Group fitness can be a very lucrative portion of your business. Social media is your own private retention tool. Once members are in the door, keep them coming back by creating group events that include their family members and friends. This can be an easy and reliable way to retain and gather new members.
Childhood Obesity: Developing a Healthy Lifestyle - Samantha Miller
Childhood obesity is largely based on a caloric imbalance, but can be caused by genetic factors in addition to environmental factors and personal behavior. Obese children have a high likelihood of becoming obese adults. Obesity creates immediate and long-term problems, including social and psychological difficulties, heart disease, diabetes, cancer, and stroke.

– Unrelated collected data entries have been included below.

impl<K: KeyBound, V: ValueBound> TransactionObserver<K> for TransactionManager<K, V> {
    fn before_get(&self, tid: Tid, _keys: &[K]) -> Result<()> {
        let txn = self.get(tid)?;
        if !txn.state().is_active() {
            return Err(Error::IllegalState(format!(
                "transaction {tid} is not active ({:?})",
                txn.state()
            )));
        }
        Ok(())
    }

    fn after_get(&self, tid: Tid, results: &[(K, Timestamp)]) -> Result<()> {
        let txn = self.get(tid)?;
        for (key, version) in results {
            // Hold this key's lock across the forbidden-band wait and the
            // reader-index insert that follows it (spec §5): without it, a
            // concurrent `before_put`/`before_delete` could scan `readers[K]`
            // between the wait and the insert and miss this reader entirely.
            let lock = self.key_lock(key);
            let _guard = lock.lock();

            self.wait_for_forbidden_band(tid, key, *version)?;

            txn.record_read(key.clone(), *version);
            self.log.lock().append_get(tid, key.clone(), *version)?;
            self.readers.entry(key.clone()).or_default().push((tid, *version));

            if *version != Timestamp::ZERO && *version != tid {
                txn.add_read_from(*version);
                if let Some(writer) = self.directory.get(version) {
                    writer.add_read_by(tid);
                }
            }
        }
        Ok(())
    }

    fn failed_get(&self, tid: Tid, _keys: &[K], _err: &Error) -> Result<()> {
        self.abort_with_reason(tid, ordo_core::AbortReason::Io("read failed".into()))
    }

    fn before_put(&self, tid: Tid, keys: &[K]) -> Result<()> {
        let txn = self.get(tid)?;
        for key in keys {
            if !txn.has_read(key) {
                return Err(Error::IllegalState(format!(
                    "blind write to key never read by transaction {tid}"
                )));
            }
        }
        // Acquire every touched key's lock up front, in sorted order (spec
        // §5), and hold it across both the `readers[K]` conflict scan and
        // the `active_writers[K]` insert below — otherwise a concurrent
        // `after_get` could register an in-band reader between the scan and
        // the insert and never be caught by either side (I1/I2).
        let sorted = self.sorted_distinct_keys(keys);
        let locks = self.key_locks_for(keys);
        let guards: Vec<_> = locks.iter().map(|l| l.lock()).collect();

        for key in &sorted {
            if let Some(readers) = self.readers.get(key) {
                if let Some(_conflicting) = find_conflicting_reader(tid, readers.iter().copied()) {
                    drop(guards);
                    self.abort_with_reason(tid, ordo_core::AbortReason::WriteConflict)?;
                    return Err(Error::write_conflict(tid));
                }
            }
        }
        for key in keys {
            self.log.lock().append_put(tid, key.clone())?;
            txn.record_mutation(key.clone(), false);
            self.active_writers.entry(key.clone()).or_default().push(tid);
        }
        Ok(())
    }

    fn after_put(&self, _tid: Tid, _keys: &[K]) -> Result<()> {
        Ok(())
    }

    fn failed_put(&self, tid: Tid, _keys: &[K], _err: &Error) -> Result<()> {
        self.abort_with_reason(tid, ordo_core::AbortReason::Io("write failed".into()))
    }

    fn before_delete(&self, tid: Tid, keys: &[K]) -> Result<()> {
        let txn = self.get(tid)?;
        for key in keys {
            if !txn.has_read(key) {
                return Err(Error::IllegalState(format!(
                    "blind delete of key never read by transaction {tid}"
                )));
            }
        }
        // See `before_put`: hold every touched key's lock, sorted, across
        // the conflict scan and the `active_writers[K]` insert.
        let sorted = self.sorted_distinct_keys(keys);
        let locks = self.key_locks_for(keys);
        let guards: Vec<_> = locks.iter().map(|l| l.lock()).collect();

        for key in &sorted {
            if let Some(readers) = self.readers.get(key) {
                if let Some(_conflicting) = find_conflicting_reader(tid, readers.iter().copied()) {
                    drop(guards);
                    self.abort_with_reason(tid, ordo_core::AbortReason::WriteConflict)?;
                    return Err(Error::write_conflict(tid));
                }
            }
        }
        for key in keys {
            self.log.lock().append_delete(tid, key.clone())?;
            txn.record_mutation(key.clone(), true);
            self.active_writers.entry(key.clone()).or_default().push(tid);
        }
        Ok(())
    }

    fn after_delete(&self, _tid: Tid, _keys: &[K]) -> Result<()> {
        Ok(())
    }

    fn failed_delete(&self, tid: Tid, _keys: &[K], _err: &Error) -> Result<()> {
        self.abort_with_reason(tid, ordo_core::AbortReason::Io("delete failed".into()))
    }
}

Increased long-term medical bills are another factor associated with obesity.
Many children take in excessively high-calorie snacks and do not expend enough energy. Compared to past generations, children today are less likely to walk anywhere or play outside. They are constantly in front of a screen. Preventative efforts work best. Offer more fruits, limit sweetened beverages, show children how to be active, and limit screen time.
Fitness facilities can address obesity issues by offering kid group exercise programs, tennis and swimming lessons, small group training, and summer and vacation camps. Make sure your programs include fun and energy-expending activities.
A Vision for Success - Jim Worthington
Learn from the industry and adapt this knowledge to your particular facility. Boutiques are a huge threat to fitness clubs but there are actions you can take to differentiate your club and stand out, even against boutiques.
Make your club special and unique. Consider where you want your club to be in the future. Package and redesign your programs to reflect your envisioned destination. Understand who you are as a business while being different, special and fearless.
With the wide range of advice offered by the above health and wellness experts, there is something that nearly any club can apply. By following their guidelines and improving each piece of the operational puzzle, you can lead your club one step closer to unprecedented success.